Clean diesel has been steadily growing as a fuel choice and market trends reflect it, with over a dozen new diesel vehicles expected to hit showroom floors in the U.S. in the next year or two.
So, why is this fuel becoming so popular? More importantly, why is clean diesel an important part of the alternative fuel portfolio and what differentiates this blend from other available diesel fuels?Cleaner Running
It used to be the mere mention of the term "diesel engine" was enough to conjure up all sorts of negative reactions, prompted by the notion that a diesel engine meant a loud, smelly, expensive engine--a necessary evil in the trucking, agriculture and heavy equipment industries but to be avoided at all costs by the average consumer choosing his or her next passenger vehicle. In fact, while Europe and other parts of the world have embraced diesel vehicles for personal use, they all but died out in the U.S. over the past few decades. But that's old news, as fuel prices and shifts in regulatory policy are making diesel passenger vehicles attractive here in the States.

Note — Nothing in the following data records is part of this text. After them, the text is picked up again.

// src/agent.rs
// The Agent trait, the capability handle (AgentContext) the scheduler
// hands to its lifecycle hooks, and the typed operations-table helper
// that replaces the source's dynamic topic->handler mapping (see
// SPEC_FULL.md's Agent module note).
//
// AgentContext buffers every side effect (outgoing messages,
// subscription changes, alarm requests) locally instead of mutating the
// scheduler's shared Router/AlarmHeap/outbox directly. The scheduler
// merges those buffers back in after the hook returns. This is what
// lets the exact same Agent code run under the sequential activation
// loop or the optional rayon-parallel one (SPEC_FULL.md's "Optional
// parallel activation" section) without agents ever touching shared
// mutable state concurrently.

use std::collections::{HashMap, VecDeque};
use std::sync::atomic::{AtomicU64, Ordering};

use crate::alarm::{AlarmHeap, AlarmId, IgnorePredicate};
use crate::error::{ClockError, KernelError};
use crate::message::{AgentId, Message, Payload, Receiver};

/// Where an agent's lifecycle currently stands. Owned by the scheduler,
/// not by the agent itself.
#[derive(Debug, Clone, Copy, PartialEq, Eq)]
pub enum Lifecycle {
    Unregistered,
    SetupPending,
    Live,
    TeardownPending,
    Retired,
}

pub type AgentResult = Result<(), Box<dyn std::error::Error + Send + Sync + 'static>>;

/// User-authored unit of computation. Reacts to messages and timed
/// alarms; never touches the scheduler directly except through the
/// [`AgentContext`] passed into these hooks.
pub trait Agent: Send {
    /// Explicit routing tag for this agent type, auto-subscribed at
    /// registration (replaces the source's class-name-as-routing-key
    /// leak with a declared string).
    fn class_tag(&self) -> &str;

    /// A caller-chosen stable identity; `None` lets the scheduler
    /// assign a fresh one at registration.
    fn preferred_uuid(&self) -> Option<AgentId> {
        None
    }

    /// Called once after registration; may send messages and subscribe.
    fn setup(&mut self, _ctx: &mut AgentContext) -> AgentResult {
        Ok(())
    }

    /// Called whenever the inbox is non-empty, an alarm fired, or
    /// `keep_awake` is set. Must not block on unbounded external I/O.
    fn update(&mut self, _ctx: &mut AgentContext) -> AgentResult {
        Ok(())
    }

    /// Called on removal or scheduler shutdown.
    fn teardown(&mut self, _ctx: &mut AgentContext) -> AgentResult {
        Ok(())
    }
}

pub(crate) enum SubOp {
    Subscribe(String),
    Unsubscribe(String),
}

pub(crate) struct NewAlarm {
    pub id: AlarmId,
    pub fire_time: f64,
    pub payload: Message,
    pub ignore_predicate: Option<IgnorePredicate>,
}

/// Capability handle passed into every lifecycle hook. Reads are
/// answered from a read-only snapshot of scheduler-owned state (the
/// clock's current time, the alarm heap as of cycle start); writes are
/// buffered locally and merged back into the scheduler after the hook
/// returns.
pub struct AgentContext<'a> {
    uuid: AgentId,
    inbox: &'a mut VecDeque<Message>,
    now: f64,
    keep_awake: &'a mut bool,
    alarms_snapshot: &'a AlarmHeap,
    alarm_ids: &'a AtomicU64,
    pub(crate) outgoing: Vec<Message>,
    pub(crate) sub_ops: Vec<SubOp>,
    pub(crate) new_alarms: Vec<NewAlarm>,
    pub(crate) alarm_cancellations: Vec<AlarmId>,
}

impl<'a> AgentContext<'a> {
    pub(crate) fn new(
        uuid: AgentId,
        inbox: &'a mut VecDeque<Message>,
        now: f64,
        keep_awake: &'a mut bool,
        alarms_snapshot: &'a AlarmHeap,
        alarm_ids: &'a AtomicU64,
    ) -> Self {
        Self {
            uuid,
            inbox,
            now,
            keep_awake,
            alarms_snapshot,
            alarm_ids,
            outgoing: Vec::new(),
            sub_ops: Vec::new(),
            new_alarms: Vec::new(),
            alarm_cancellations: Vec::new(),
        }
    }

    pub fn uuid(&self) -> AgentId {
        self.uuid
    }

    pub fn now(&self) -> f64 {
        self.now
    }

    /// Enqueue a message for delivery next cycle. Accumulates locally
    /// and is merged into the global outbox once this hook returns;
    /// messages produced during this call are never observed by their
    /// recipients until a later cycle.
    pub fn send(&mut self, receiver: Receiver, topic: impl Into<String>, payload: impl Payload) -> Result<(), KernelError> {
        let msg = Message::new(Some(self.uuid), receiver, topic, payload)?;
        self.outgoing.push(msg);
        Ok(())
    }

    /// Pop the oldest message from this agent's inbox (FIFO).
    pub fn receive(&mut self) -> Option<Message> {
        self.inbox.pop_front()
    }

    pub fn has_messages(&self) -> bool {
        !self.inbox.is_empty()
    }

    pub fn subscribe(&mut self, topic: impl Into<String>) {
        self.sub_ops.push(SubOp::Subscribe(topic.into()));
    }

    pub fn unsubscribe(&mut self, topic: impl Into<String>) {
        self.sub_ops.push(SubOp::Unsubscribe(topic.into()));
    }

    /// `relative = true` adds `now()` to `t` before scheduling;
    /// `relative = false` treats `t` as an absolute virtual time.
    pub fn set_alarm(
        &mut self,
        t: f64,
        payload: impl Payload,
        relative: bool,
        ignore_predicate: Option<IgnorePredicate>,
    ) -> Result<AlarmId, KernelError> {
        if relative && t < 0.0 {
            return Err(KernelError::Clock(ClockError::NegativeInterval(t)));
        }
        let fire_time = if relative { self.now + t } else { t };
        let msg = Message::new(Some(self.uuid), Receiver::Agent(self.uuid), "alarm", payload)?;
        let id = AlarmId(self.alarm_ids.fetch_add(1, Ordering::Relaxed));
        self.new_alarms.push(NewAlarm {
            id,
            fire_time,
            payload: msg,
            ignore_predicate,
        });
        Ok(id)
    }

    pub fn cancel_alarm(&mut self, id: AlarmId) {
        self.alarm_cancellations.push(id);
    }

    /// O(#alarms) as of the start of this cycle; intended for
    /// cooperative dedup ("don't set another alarm if one is pending").
    /// Does not see alarms requested earlier in this same call.
    pub fn list_alarms(&self, owner: Option<AgentId>) -> Vec<f64> {
        self.alarms_snapshot
            .list(owner.or(Some(self.uuid)))
            .into_iter()
            .map(|(t, _)| t)
            .collect()
    }

    pub fn keep_awake(&self) -> bool {
        *self.keep_awake
    }

    pub fn set_keep_awake(&mut self, value: bool) {
        *self.keep_awake = value;
    }

    /// Drain the buffered side effects for the scheduler to merge back
    /// into the shared outbox/router/alarm heap.
    pub(crate) fn into_effects(self) -> (Vec<Message>, Vec<SubOp>, Vec<NewAlarm>, Vec<AlarmId>) {
        (self.outgoing, self.sub_ops, self.new_alarms, self.alarm_cancellations)
    }
}

/// Typed `topic -> handler` registration table an [`Agent`] impl may
/// embed to dispatch its own `update` by topic, instead of a raw
/// runtime-mutable mapping. `S` is whatever state the handlers need;
/// the table itself holds no agent state, so it sidesteps the
/// self-borrow issue of a handler closing over `&mut self`.
pub struct HandlerTable<S> {
    handlers: HashMap<String, Box<dyn Fn(&mut S, &mut AgentContext, &Message) + Send>>,
}

impl<S> Default for HandlerTable<S> {
    fn default() -> Self {
        Self {
            handlers: HashMap::new(),
        }
    }
}

impl<S> HandlerTable<S> {
    pub fn new() -> Self {
        Self::default()
    }

    pub fn on(
        &mut self,
        topic: impl Into<String>,
        handler: impl Fn(&mut S, &mut AgentContext, &Message) + Send + 'static,
    ) -> &mut Self {
        self.handlers.insert(topic.into(), Box::new(handler));
        self
    }

    /// Returns `true` if a handler was registered for `msg.topic`.
    pub fn dispatch(&self, state: &mut S, ctx: &mut AgentContext, msg: &Message) -> bool {
        match self.handlers.get(&msg.topic) {
            Some(handler) => {
                handler(state, ctx, msg);
                true
            }
            None => false,
        }
    }
}
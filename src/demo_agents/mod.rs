// src/demo_agents/mod.rs
// Bundled demo agents exercised by `src/bin/demo.rs`, standing in for
// the blockchain-specific agents the source crate shipped under
// src/agents — ping_pong, broadcast and alarm each cover one of the
// end-to-end scenarios a reviewer would want to see run live.

pub mod alarm_clock;
pub mod broadcast;
pub mod class_tag;
pub mod ping_pong;
// src/alarm.rs
// Per-agent timed wakeups, kept in a single min-heap keyed by fire_time
// with FIFO tie-breaking on an insertion counter.

use std::cmp::Ordering;
use std::collections::BinaryHeap;

use crate::message::{AgentId, Message};

/// Handle returned by `set_alarm`, usable with `cancel_alarm`.
#[derive(Debug, Clone, Copy, PartialEq, Eq, Hash)]
pub struct AlarmId(pub(crate) u64);

/// Optional predicate evaluated at fire time; if it returns `true` the
/// alarm is discarded instead of routed ("conditional reminders"). Must
/// be `Sync` as well as `Send` so the alarm heap holding it can be
/// shared by reference across the `parallel` feature's worker threads.
pub type IgnorePredicate = Box<dyn Fn() -> bool + Send + Sync>;

pub(crate) struct Alarm {
    pub id: AlarmId,
    pub fire_time: f64,
    pub owner: AgentId,
    pub payload: Message,
    pub ignore_predicate: Option<IgnorePredicate>,
    insertion: u64,
}

/// Rust's `BinaryHeap` is a max-heap; invert `fire_time` (and break ties
/// on insertion order) so the heap pops the earliest-scheduled alarm
/// first — the same trick the teacher's `ScheduledMessage` wrapper uses
/// around its own delivery queue.
struct HeapEntry(Alarm);

impl PartialEq for HeapEntry {
    fn eq(&self, other: &Self) -> bool {
        self.0.fire_time == other.0.fire_time && self.0.insertion == other.0.insertion
    }
}
impl Eq for HeapEntry {}

impl Ord for HeapEntry {
    fn cmp(&self, other: &Self) -> Ordering {
        other
            .0
            .fire_time
            .partial_cmp(&self.0.fire_time)
            .unwrap_or(Ordering::Equal)
            .then_with(|| other.0.insertion.cmp(&self.0.insertion))
    }
}

impl PartialOrd for HeapEntry {
    fn partial_cmp(&self, other: &Self) -> Option<Ordering> {
        Some(self.cmp(other))
    }
}

#[derive(Default)]
pub(crate) struct AlarmHeap {
    heap: BinaryHeap<HeapEntry>,
    next_insertion: u64,
}

impl AlarmHeap {
    pub fn new() -> Self {
        Self::default()
    }

    /// Insert an alarm under an id minted by the caller (the scheduler
    /// owns a single id allocator so ids stay unique across both the
    /// sequential and parallel activation paths).
    pub fn insert(
        &mut self,
        id: AlarmId,
        owner: AgentId,
        fire_time: f64,
        payload: Message,
        ignore_predicate: Option<IgnorePredicate>,
    ) {
        let insertion = self.next_insertion;
        self.next_insertion += 1;
        self.heap.push(HeapEntry(Alarm {
            id,
            fire_time,
            owner,
            payload,
            ignore_predicate,
            insertion,
        }));
    }

    pub fn cancel(&mut self, id: AlarmId) -> bool {
        let before = self.heap.len();
        let remaining: Vec<HeapEntry> = self.heap.drain().filter(|e| e.0.id != id).collect();
        self.heap.extend(remaining);
        self.heap.len() != before
    }

    /// Drop every alarm owned by `owner` (agent teardown).
    pub fn retain_not_owned_by(&mut self, owner: AgentId) {
        let remaining: Vec<HeapEntry> = self.heap.drain().filter(|e| e.0.owner != owner).collect();
        self.heap.extend(remaining);
    }

    pub fn peek_fire_time(&self) -> Option<f64> {
        self.heap.peek().map(|e| e.0.fire_time)
    }

    pub fn is_empty(&self) -> bool {
        self.heap.is_empty()
    }

    /// Pop every alarm with `fire_time <= now`, in non-decreasing
    /// `fire_time` order with ties broken by insertion order.
    pub fn pop_fireable(&mut self, now: f64) -> Vec<Alarm> {
        let mut fired = Vec::new();
        while let Some(top) = self.heap.peek() {
            if top.0.fire_time > now {
                break;
            }
            fired.push(self.heap.pop().unwrap().0);
        }
        fired
    }

    pub fn list(&self, owner: Option<AgentId>) -> Vec<(f64, &Message)> {
        self.heap
            .iter()
            .filter(|e| owner.map_or(true, |o| e.0.owner == o))
            .map(|e| (e.0.fire_time, &e.0.payload))
            .collect()
    }
}

#[cfg(test)]
mod tests {
    use super::*;
    use crate::message::Receiver;

    fn msg() -> Message {
        Message::new(None, Receiver::Broadcast, "alarm", ()).unwrap()
    }

    #[test]
    fn pops_in_fire_time_order_with_fifo_ties() {
        let mut heap = AlarmHeap::new();
        let a = AgentId::new();
        let id_b = AlarmId(0);
        let id_a = AlarmId(1);
        heap.insert(id_b, a, 5.0, msg(), None);
        heap.insert(id_a, a, 5.0, msg(), None);
        heap.insert(AlarmId(2), a, 10.0, msg(), None);

        let fired = heap.pop_fireable(5.0);
        assert_eq!(fired.len(), 2);
        // insertion order: id_b was inserted first, so it fires first.
        assert_eq!(fired[0].id, id_b);
        assert_eq!(fired[1].id, id_a);
        assert_eq!(heap.peek_fire_time(), Some(10.0));
    }

    #[test]
    fn cancel_removes_alarm() {
        let mut heap = AlarmHeap::new();
        let a = AgentId::new();
        let id = AlarmId(0);
        heap.insert(id, a, 1.0, msg(), None);
        assert!(heap.cancel(id));
        assert!(heap.is_empty());
    }

    #[test]
    fn teardown_drops_owner_alarms() {
        let mut heap = AlarmHeap::new();
        let a = AgentId::new();
        let b = AgentId::new();
        heap.insert(AlarmId(0), a, 1.0, msg(), None);
        heap.insert(AlarmId(1), b, 2.0, msg(), None);
        heap.retain_not_owned_by(a);
        assert_eq!(heap.list(None).len(), 1);
    }
}
// src/bin/demo.rs
// Program entrypoint: selects a bundled demo and runs it to completion,
// replacing the source crate's hardcoded `scenarios::simple_demo::run()`
// call with an explicit choice.

use clap::{Parser, ValueEnum};

use agentsim::clock::ClockMode;
use agentsim::demo_agents::{alarm_clock, broadcast, class_tag, ping_pong};
use agentsim::message::AgentId;
use agentsim::scheduler::{RunOptions, Scheduler, SchedulerConfig};

#[derive(Debug, Clone, Copy, ValueEnum)]
enum Demo {
    PingPong,
    Broadcast,
    Alarm,
    ClassTag,
}

#[derive(Debug, Parser)]
#[command(name = "demo", about = "Run one of the bundled agentsim demos")]
struct Cli {
    #[arg(value_enum, default_value = "ping-pong")]
    demo: Demo,

    /// Simulated virtual time instead of wall-clock tracking.
    #[arg(long)]
    simulated: bool,

    /// Maximum number of scheduler cycles to run before stopping.
    #[arg(long, default_value_t = 20)]
    iterations: usize,
}

fn main() {
    tracing_subscriber::fmt::init();
    let cli = Cli::parse();

    let mode = if cli.simulated { ClockMode::Simulated } else { ClockMode::Real };
    let mut scheduler = Scheduler::new(SchedulerConfig {
        mode,
        strict: false,
        ..Default::default()
    });

    match cli.demo {
        Demo::PingPong => {
            let ping_id = AgentId::new();
            let pong_id = AgentId::new();
            scheduler
                .add(Box::new(ping_pong::PongAgent::new(pong_id, ping_id)))
                .expect("register pong agent");
            scheduler
                .add(Box::new(ping_pong::PingAgent::new(ping_id, pong_id, 10)))
                .expect("register ping agent");
        }
        Demo::Broadcast => {
            scheduler
                .add(Box::new(broadcast::TickPublisher::new(100)))
                .expect("register publisher");
            scheduler
                .add(Box::new(broadcast::TickSubscriber::default()))
                .expect("register subscriber");
            scheduler
                .add(Box::new(broadcast::TickSubscriber::default()))
                .expect("register subscriber");
        }
        Demo::Alarm => {
            scheduler
                .add(Box::new(alarm_clock::AlarmDemo::new(1_000.0)))
                .expect("register alarm agent");
        }
        Demo::ClassTag => {
            scheduler.add(Box::new(class_tag::Worker::default())).expect("register worker");
            scheduler.add(Box::new(class_tag::Worker::default())).expect("register worker");
            scheduler
                .add(Box::new(class_tag::Dispatcher::new(vec![1, 2, 3])))
                .expect("register dispatcher");
        }
    }

    scheduler
        .run(RunOptions {
            iterations: Some(cli.iterations),
            pause_if_idle: true,
            ..Default::default()
        })
        .expect("scheduler run failed");

    tracing::info!(now = scheduler.now(), cycle = scheduler.cycle(), "demo finished");
}
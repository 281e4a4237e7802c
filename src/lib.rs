// src/lib.rs
// In-process multi-agent simulation kernel: a Scheduler drives a Clock
// and a Router to deliver Messages between Agents, one cycle at a time.

pub mod agent;
pub mod alarm;
pub mod clock;
pub mod demo_agents;
pub mod error;
pub mod message;
pub mod router;
pub mod scheduler;
pub mod telemetry;

pub use agent::{Agent, AgentContext, AgentResult, HandlerTable, Lifecycle};
pub use alarm::AlarmId;
pub use clock::ClockMode;
pub use error::{ClockError, KernelError};
pub use message::{AgentId, Message, Payload, Receiver};
pub use router::Router;
pub use scheduler::{RunOptions, Scheduler, SchedulerConfig};
pub use telemetry::{EventListener, KernelEvent, Telemetry};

And this new-found popularity is probably for good reason. Gone are the filthy tailpipes and exhaust stench. Today's clean diesels make us of advanced, intricate "emissions-scrubbing" technology that results in diesels--or as they are aptly called, "clean" diesels--some of the lowest polluting vehicles on the highway--as well as some of the most efficient.
The improvement in today's diesels is helped by the fact that all of the diesel sold in the U.S. is of the ultra-sulfur variety. You might be surprised to learn that with all these advances, today's diesel is often less toxic and the emissions less harmful than many gasoline-powered cars, including those touted for their fuel efficiency.
One of the reasons diesels have gotten a bad rap compared with their gasoline-chugging counterparts is due to concern over greenhouse gas emissions. While diesel vehicles are shaking their undeserved reputation as contributors of acid rain, smog and toxic air pollution, there still exists a bit of a stigma over greenhouse gas emissions. But this is an argument with a lot of gray area.
The true part of the concern is that diesel fuel does, according to the U.S. Environmental Protection Agency, contain more carbon dioxide per gallon that does gasoline--about 14% more in fact, with diesel typically containing about 22.2 pounds of carbon dioxide per gallon compared with 19.4 for gasoline. However, that's only part of the story.
It comes down to more than carbon dioxide levels. Despite starting out as the underdog, if a diesel vehicle is running at or above 14% more efficient than that gas-powered car, it's still going to emit less carbon dioxide for every mile that its driven.Maintenance is Mixed Bag
Despite these positive points, there are still some less-than-positive factors to consider before buying one of the ever-increasing number of diesel passenger vehicles. One attribute diesel engines share is that the fuel itself is a good lubricant. That means less wear and tear on the engine. But that doesn't necessarily equate to big savings in your car maintenance budget. Unlike an EV, you will still need to follow a regular maintenance schedule with oil changes and other servicing. Your engine itself may last longer, but a lot of diesels available in the U.S. right now are built by high-end German car manufacturers, so you can expect any service costs you do have to be much higher than with a gas-powered vehicle.